NEIGHBORHOOD DELINEATIONS AND ROUTINE ACTIVITY LOCATIONS

To compare the extent to which census tracts, egocentric neighborhoods, and self-defined neighborhoods align with routine activity spaces, we first determined the number of each respondents’ reported locations within the boundaries of each neighborhood delineation. While the range of this count is 0 to 12, the average number of locations within any of the neighborhood delineations per respondent does not exceed 1 (x̄ = .86, SD = 1.36). Even at the 90th percentile of this count, the number of locations within self-defined neighborhoods is 3, and only 2 for egocentric neighborhoods and census tracts. We thus move to comparing the Euclidean distance between caregiver reported locations and the nearest boundary of their self-defined neighborhood, egocentric neighborhood, and census tract (e.g. distance to the respondent’s nearest self-defined neighborhood boundary minus the distance to their nearest tract boundary). In cases where reported locations are inside the respective neighborhood delineation, the distance to the neighborhood delineation boundary equals zero (reflecting that the location is encompassed by the unit), and all pairs of differences in the average distance to the nearest boundary are assumed to be normally distributed.

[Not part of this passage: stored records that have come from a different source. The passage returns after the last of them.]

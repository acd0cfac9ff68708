use tracing::{debug, info, warn};

use crate::cards::{CardKind, Color};
use crate::deck::{build_deck, deal, draw, rng_from_seed, shuffle, HAND_SIZE};
use crate::errors::GameError;
use crate::game::{ActionRequired, GameState};
use crate::player::{Player, PlayerAction};
use crate::rules::is_playable;
use crate::turn::{apply_effect, next_index, Direction};

/// Starts a game with a random seed. See [`initialize_game_with_seed`].
pub fn initialize_game<S: AsRef<str>>(player_names: &[S]) -> Result<GameState, GameError> {
    initialize_game_with_seed(player_names, rand::random())
}

/// Starts a game: shuffles a fresh deck with `seed`, deals seven cards to
/// each player and turns up a starting card.
///
/// A Wild Draw Four can never start the game; it stays in the discard pile
/// and the next card is turned up. A plain Wild starting card leaves player 0
/// to choose the color (Red until then). Any other starting card takes
/// effect as if player 0 had played it.
///
/// # Errors
///
/// - [`GameError::NotEnoughPlayers`] for fewer than two names
/// - [`GameError::DeckShortOnDeal`] when the deck cannot cover every hand
/// - [`GameError::NoStartingCard`] when the deck runs out while looking for a
///   starting card
///
/// # Examples
///
/// ```
/// use uno_engine::engine::initialize_game_with_seed;
/// use uno_engine::game::ActionRequired;
///
/// let state = initialize_game_with_seed(&["Ann", "Bo", "Cy"], 42).unwrap();
/// assert_eq!(state.players.len(), 3);
/// assert_eq!(state.total_cards(), 108);
/// assert_ne!(state.action_required, ActionRequired::GameOver);
/// ```
pub fn initialize_game_with_seed<S: AsRef<str>>(
    player_names: &[S],
    seed: u64,
) -> Result<GameState, GameError> {
    if player_names.len() < 2 {
        return Err(GameError::NotEnoughPlayers {
            count: player_names.len(),
        });
    }

    let mut rng = rng_from_seed(seed);
    let deck = shuffle(build_deck(), &mut rng);
    let dealt = deal(deck, player_names.len(), HAND_SIZE);
    if dealt.shortfall > 0 {
        return Err(GameError::DeckShortOnDeal {
            missing: dealt.shortfall,
        });
    }

    let players: Vec<Player> = player_names
        .iter()
        .zip(dealt.hands)
        .enumerate()
        .map(|(seat, (name, hand))| Player::new(seat, name.as_ref(), hand))
        .collect();

    let mut deck = dealt.remaining;
    let mut discard_pile = Vec::new();
    let first = loop {
        let card = deck.pop().ok_or(GameError::NoStartingCard)?;
        discard_pile.push(card);
        if card.kind != CardKind::WildDrawFour {
            break card;
        }
        debug!("Wild Draw Four cannot start the game, turning up another card");
    };

    let state = GameState {
        players,
        deck,
        discard_pile,
        current_player_index: 0,
        direction: Direction::Clockwise,
        current_color: if first.is_wild() {
            Color::Red
        } else {
            first.color
        },
        action_required: ActionRequired::Play,
        seed,
        rng_stream: 1,
    };
    info!(seed, players = state.num_players(), start = %first, "game initialized");

    if first.kind == CardKind::Wild {
        return Ok(GameState {
            action_required: ActionRequired::ChooseColor,
            ..state
        });
    }
    Ok(apply_effect(first, state, 0))
}

/// Plays the card at `hand_index` from `player_index`'s hand.
///
/// Emptying the hand ends the game immediately; the winning card's effect
/// is not resolved.
///
/// # Errors
///
/// [`GameError::NotPlayersTurn`], [`GameError::ActionMismatch`] outside the
/// play phase, [`GameError::InvalidCardIndex`] and
/// [`GameError::CardNotPlayable`].
pub fn play_card(
    state: &GameState,
    player_index: usize,
    hand_index: usize,
) -> Result<GameState, GameError> {
    ensure_turn(state, player_index)?;
    ensure_action(state, ActionRequired::Play, "play a card")?;

    let hand = &state.players[player_index].hand;
    let card = *hand.get(hand_index).ok_or(GameError::InvalidCardIndex {
        index: hand_index,
        hand_size: hand.len(),
    })?;
    // the discard pile is never empty once a game has started
    let top = *state.top_card().ok_or(GameError::NoStartingCard)?;
    if !is_playable(&card, &top, state.current_color) {
        return Err(GameError::CardNotPlayable {
            card,
            top,
            color: state.current_color,
        });
    }

    let mut next = state.clone();
    next.players[player_index].hand.remove(hand_index);
    next.discard_pile.push(card);

    let player = &next.players[player_index];
    match player.hand_size() {
        0 => {
            info!(player = %player.name, "wins");
            next.action_required = ActionRequired::GameOver;
            next.current_player_index = player_index;
            return Ok(next);
        }
        1 => info!(player = %player.name, "says UNO"),
        _ => {}
    }
    debug!(player = %player.name, card = %card, "played");

    Ok(apply_effect(card, next, player_index))
}

/// Names the active color after `player_index` played a wild.
///
/// After a plain Wild the next seat plays; after a Wild Draw Four the next
/// seat has already drawn and is skipped.
///
/// # Errors
///
/// [`GameError::NotPlayersTurn`], [`GameError::ActionMismatch`] unless a
/// color choice is pending, [`GameError::WildColorChoice`].
pub fn choose_color(
    state: &GameState,
    player_index: usize,
    color: Color,
) -> Result<GameState, GameError> {
    ensure_turn(state, player_index)?;
    ensure_action(state, ActionRequired::ChooseColor, "choose a color")?;
    if color.is_wild() {
        return Err(GameError::WildColorChoice);
    }

    let n = state.num_players();
    let next_player = match state.top_card().map(|c| c.kind) {
        Some(CardKind::Wild) => next_index(player_index, n, state.direction),
        Some(CardKind::WildDrawFour) => {
            let target = next_index(player_index, n, state.direction);
            next_index(target, n, state.direction)
        }
        _ => player_index,
    };
    info!(player = %state.players[player_index].name, color = %color, "chose color");

    let mut next = state.clone();
    next.current_color = color;
    next.current_player_index = next_player;
    next.action_required = ActionRequired::Play;
    Ok(next)
}

/// `player_index` draws one card.
///
/// A playable drawn card keeps the turn with the same player, who may play
/// it or draw again. Otherwise, or when nothing could be drawn, the turn
/// passes. Drawing is allowed even with playable cards in hand.
///
/// # Errors
///
/// [`GameError::NotPlayersTurn`], [`GameError::ActionMismatch`] outside the
/// play phase.
pub fn handle_draw(state: &GameState, player_index: usize) -> Result<GameState, GameError> {
    ensure_turn(state, player_index)?;
    ensure_action(state, ActionRequired::Play, "draw")?;

    let mut next = state.clone();
    let mut rng = next.next_rng();
    let result = draw(
        std::mem::take(&mut next.deck),
        std::mem::take(&mut next.discard_pile),
        1,
        &mut rng,
    );
    next.deck = result.deck;
    next.discard_pile = result.discard_pile;
    let pass_to = next_index(player_index, next.num_players(), next.direction);
    next.action_required = ActionRequired::Play;

    let Some(&card) = result.drawn.first() else {
        warn!(player = %next.players[player_index].name, "nothing to draw, turn passes");
        next.current_player_index = pass_to;
        return Ok(next);
    };

    next.players[player_index].hand.push(card);
    let playable = next
        .top_card()
        .is_some_and(|top| is_playable(&card, top, next.current_color));
    if playable {
        debug!(player = %next.players[player_index].name, card = %card, "drew a playable card");
    } else {
        debug!(player = %next.players[player_index].name, card = %card, "drew, turn passes");
        next.current_player_index = pass_to;
    }
    Ok(next)
}

/// Dispatches a [`PlayerAction`] to the matching operation.
pub fn apply_action(
    state: &GameState,
    player_index: usize,
    action: PlayerAction,
) -> Result<GameState, GameError> {
    match action {
        PlayerAction::Play { hand_index } => play_card(state, player_index, hand_index),
        PlayerAction::ChooseColor(color) => choose_color(state, player_index, color),
        PlayerAction::Draw => handle_draw(state, player_index),
    }
}

fn ensure_turn(state: &GameState, player_index: usize) -> Result<(), GameError> {
    if player_index != state.current_player_index {
        return Err(GameError::NotPlayersTurn {
            expected: state.current_player_index,
            actual: player_index,
        });
    }
    Ok(())
}

fn ensure_action(
    state: &GameState,
    required: ActionRequired,
    attempted: &'static str,
) -> Result<(), GameError> {
    if state.action_required != required {
        return Err(GameError::ActionMismatch {
            required: state.action_required,
            attempted,
        });
    }
    Ok(())
}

For illustration, Figure 1 contains an example based on synthetic data illustrating the comparison of the distance (black lines) between a reported routine activity location and the nearest boundary of their self-defined neighborhood (gray), egocentric neighborhood (black circle), and census tract (white). In this example, the reported grocery store is closest to the nearest self-defined neighborhood boundary, followed by the nearest egocentric neighborhood boundary, indicating that the boundaries of these neighborhood measurement strategies are in closer proximity to the grocery store than are the boundaries of the census tract of residence. For the present analyses we focus on location types reported by respondents, including workplaces, schools, libraries, churches, civic and neighborhood organizations, grocery stores, relatives’ and friends’ houses, parks and recreation areas, restaurants, and stores and business. Of the 7,620 unique locations reported by respondents in our analytic sample, 191 outliers are dropped because the distance was larger than 30,000 meters (18.6 miles) to the nearest neighborhood boundary.

Figure 1.

Figure 1.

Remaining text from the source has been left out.